Aireloom Harmony Firm Latex mattress causes pressure points 08 Jan 2015 19:21 #7

"There is more about the different ways to choose a mattress (online or local) that can help reduce the risks of each of them in post #2 here."

Good article to re-read. I recognized it from before. I regret not following everything I read here before I bought a new mattress. You have to admit it is a LOT of information. I must have been overwhelmed and should have slowed down my purchase.

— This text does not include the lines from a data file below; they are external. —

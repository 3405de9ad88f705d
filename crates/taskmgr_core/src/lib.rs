//! Core task tracking logic for taskmgr.
//! This crate owns the task store invariants and the task file format.

pub mod logging;
pub mod model;
pub mod persist;
pub mod service;
pub mod store;

pub use logging::{default_log_level, init_logging, logging_status};
pub use model::task::{normalize_title, Task, TaskId, TaskValidationError};
pub use persist::{
    load_tasks, save_tasks, JsonFileRepository, PersistError, PersistResult, TaskRecord,
    TaskRepository, DEFAULT_TASKS_FILE,
};
pub use service::task_service::{ServiceError, ServiceResult, TaskService};
pub use store::task_store::{StoreError, StoreResult, TaskStore};

//! Task use-case service.
//!
//! # Responsibility
//! - Own one `TaskStore` for the lifetime of a session.
//! - Load it from and flush it to a `TaskRepository`.
//!
//! # Invariants
//! - The store is populated only by a successful repository load.
//! - Mutations are kept in memory until `save` is called.

use crate::model::task::{Task, TaskId};
use crate::persist::{PersistError, TaskRepository};
use crate::store::task_store::{StoreError, TaskStore};
use std::error::Error;
use std::fmt::{Display, Formatter};

pub type ServiceResult<T> = Result<T, ServiceError>;

/// Service error for task use-cases.
#[derive(Debug)]
pub enum ServiceError {
    /// Recoverable store condition (missing id, invalid title).
    Store(StoreError),
    /// Storage boundary failure.
    Persist(PersistError),
}

impl Display for ServiceError {
    fn fmt(&self, f: &mut Formatter<'_>) -> std::fmt::Result {
        match self {
            Self::Store(err) => write!(f, "{err}"),
            Self::Persist(err) => write!(f, "{err}"),
        }
    }
}

impl Error for ServiceError {
    fn source(&self) -> Option<&(dyn Error + 'static)> {
        match self {
            Self::Store(err) => Some(err),
            Self::Persist(err) => Some(err),
        }
    }
}

impl From<StoreError> for ServiceError {
    fn from(value: StoreError) -> Self {
        Self::Store(value)
    }
}

impl From<PersistError> for ServiceError {
    fn from(value: PersistError) -> Self {
        Self::Persist(value)
    }
}

/// Session-scoped task service over a repository implementation.
pub struct TaskService<R: TaskRepository> {
    repo: R,
    store: TaskStore,
}

impl<R: TaskRepository> TaskService<R> {
    /// Loads the store through `repo` and returns a ready service.
    pub fn open(repo: R) -> ServiceResult<Self> {
        let store = repo.load()?;
        Ok(Self { repo, store })
    }

    pub fn add_task(&mut self, title: &str) -> ServiceResult<Task> {
        Ok(self.store.add(title)?)
    }

    pub fn list_tasks(&self) -> &[Task] {
        self.store.list()
    }

    pub fn complete_task(&mut self, id: TaskId) -> ServiceResult<Task> {
        Ok(self.store.complete(id)?)
    }

    pub fn delete_task(&mut self, id: TaskId) -> ServiceResult<Task> {
        Ok(self.store.delete(id)?)
    }

    /// Flushes the current store through the repository.
    pub fn save(&self) -> ServiceResult<()> {
        Ok(self.repo.save(&self.store)?)
    }

    pub fn store(&self) -> &TaskStore {
        &self.store
    }

    pub fn repo(&self) -> &R {
        &self.repo
    }
}
//! Interactive task tracker entry point.
//!
//! # Responsibility
//! - Parse flags, start optional file logging, gate on login.
//! - Load the task file once and hand the session to the menu loop.
//!
//! # Invariants
//! - A task file that fails to load is never overwritten by this process.

mod args;
mod auth;
mod menu;
mod prompt;

use args::Args;
use auth::{login_until_accepted, Credentials};
use clap::Parser;
use log::error;
use std::io::{self, Write};
use std::process::ExitCode;
use taskmgr_core::{init_logging, JsonFileRepository, TaskService};

fn main() -> ExitCode {
    let args = Args::parse();

    if let Some(log_dir) = &args.log_dir {
        if let Err(err) = init_logging(&args.log_level, log_dir) {
            eprintln!("taskmgr: logging disabled: {err}");
        }
    }

    match run(&args) {
        Ok(code) => code,
        Err(err) => {
            error!("event=terminal_io module=cli status=error error={err}");
            eprintln!("taskmgr: terminal I/O failed: {err}");
            ExitCode::FAILURE
        }
    }
}

fn run(args: &Args) -> io::Result<ExitCode> {
    let stdin = io::stdin();
    let mut input = stdin.lock();
    let stdout = io::stdout();
    let mut output = stdout.lock();

    if !login_until_accepted(&mut input, &mut output, &Credentials::placeholder())? {
        return Ok(ExitCode::SUCCESS);
    }

    let mut service = match TaskService::open(JsonFileRepository::new(&args.file)) {
        Ok(service) => service,
        Err(err) => {
            output.flush()?;
            eprintln!("taskmgr: could not load tasks: {err}");
            eprintln!(
                "taskmgr: fix or move `{}` and start again; it was left unchanged.",
                args.file.display()
            );
            return Ok(ExitCode::FAILURE);
        }
    };
    writeln!(output, "Tasks loaded from file.")?;

    menu::run_menu(&mut input, &mut output, &mut service)?;
    Ok(ExitCode::SUCCESS)
}
//! Core use-case services.
//!
//! # Responsibility
//! - Orchestrate store mutations and repository load/save into use-case APIs.
//! - Keep the CLI decoupled from storage details.

pub mod task_service;
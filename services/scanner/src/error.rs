//! Custom error types for the scanner service

use common::error::DocumentStoreError;
use thiserror::Error;

use crate::location::LocationError;

/// Message shown when a scan was recorded
pub const SUCCESS_MESSAGE: &str = "Attendance marked successfully!";

/// Why a scan attempt did not become an attendance record
///
/// Every variant ends the attempt; the caller shows [`ScanError::user_message`]
/// and lets the student scan again.
#[derive(Error, Debug)]
pub enum ScanError {
    /// Payload is not JSON or lacks a required field
    #[error("Malformed payload: {0}")]
    MalformedPayload(String),

    /// Payload is older than the freshness window
    #[error("Expired code: issued {age_ms} ms ago")]
    ExpiredCode { age_ms: i64 },

    /// Geolocation collaborator failed
    #[error("Location unavailable: {0}")]
    LocationUnavailable(#[from] LocationError),

    /// Student is outside the geofence
    #[error("Too far from classroom: {distance_m:.1} m away, limit is {radius_m} m")]
    TooFarFromClassroom { distance_m: f64, radius_m: f64 },

    /// Attendance store collaborator failed
    #[error("Storage failure: {0}")]
    StorageFailure(#[from] DocumentStoreError),
}

impl ScanError {
    /// Message suitable for showing to the student
    pub fn user_message(&self) -> &'static str {
        match self {
            ScanError::MalformedPayload(_) => "Invalid QR code format",
            ScanError::ExpiredCode { .. } => "QR code has expired. Please scan a new one.",
            ScanError::LocationUnavailable(_) => {
                "Unable to determine your location. Please enable location services."
            }
            ScanError::TooFarFromClassroom { .. } => {
                "You are too far from the classroom. Please move closer."
            }
            ScanError::StorageFailure(_) => "Failed to mark attendance",
        }
    }

    /// Stable machine-readable name of the failure class
    pub fn code(&self) -> &'static str {
        match self {
            ScanError::MalformedPayload(_) => "malformed_payload",
            ScanError::ExpiredCode { .. } => "expired_code",
            ScanError::LocationUnavailable(_) => "location_unavailable",
            ScanError::TooFarFromClassroom { .. } => "too_far_from_classroom",
            ScanError::StorageFailure(_) => "storage_failure",
        }
    }
}

/// Type alias for scan results
pub type ScanResult<T> = Result<T, ScanError>;

#[cfg(test)]
mod tests {
    use super::*;

    #[test]
    fn test_user_messages() {
        assert_eq!(
            ScanError::MalformedPayload("x".into()).user_message(),
            "Invalid QR code format"
        );
        assert_eq!(
            ScanError::ExpiredCode { age_ms: 15_000 }.user_message(),
            "QR code has expired. Please scan a new one."
        );
        assert_eq!(
            ScanError::TooFarFromClassroom {
                distance_m: 150.0,
                radius_m: 100.0
            }
            .user_message(),
            "You are too far from the classroom. Please move closer."
        );
        assert_eq!(
            ScanError::StorageFailure(DocumentStoreError::Configuration("x".into()))
                .user_message(),
            "Failed to mark attendance"
        );
    }

    #[test]
    fn test_display_includes_details() {
        let err = ScanError::TooFarFromClassroom {
            distance_m: 150.04,
            radius_m: 100.0,
        };
        assert_eq!(
            err.to_string(),
            "Too far from classroom: 150.0 m away, limit is 100 m"
        );
        assert_eq!(err.code(), "too_far_from_classroom");
    }
}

The article reminded me that I loved our old mattress so much that I was upset when it wore out. I would have bought the exact same thing if I could have found it. If I may, I'd like to show you the info I found from my old mattress, the one that finally cratered. I am not sure of the manufacturer. The label said: 1281 - Milan, Chateau Collection, 2007

4 lb aerus visco 35%
Reflex Foam 28%
Polyurethane Foam 23%
Pillow Flex 14%

The only thing that comes up in search is a Stress-o-pedic with the same exact name... Chateau Collection Milan. It is also an innerspring like my old one. There is no other name on it. The mattress has a fabric top that has "aloe vera" printed as a design all over the top. Sueded-fabric sides. Under Chateau Collection, Milan, it says "The world's finest mattress for the world's finest homes".

I just found the same label online. It is a Stress-o-pedic Chateau labe! just like on my bed. They don't currently have a Milan that I can see but the materials are similar to mine, scrumptuous. I haven't found a price yet on them. What a comfortable bed this was for 6 years. Not long, I know, for it's life span though, and for the $2400 we paid for it.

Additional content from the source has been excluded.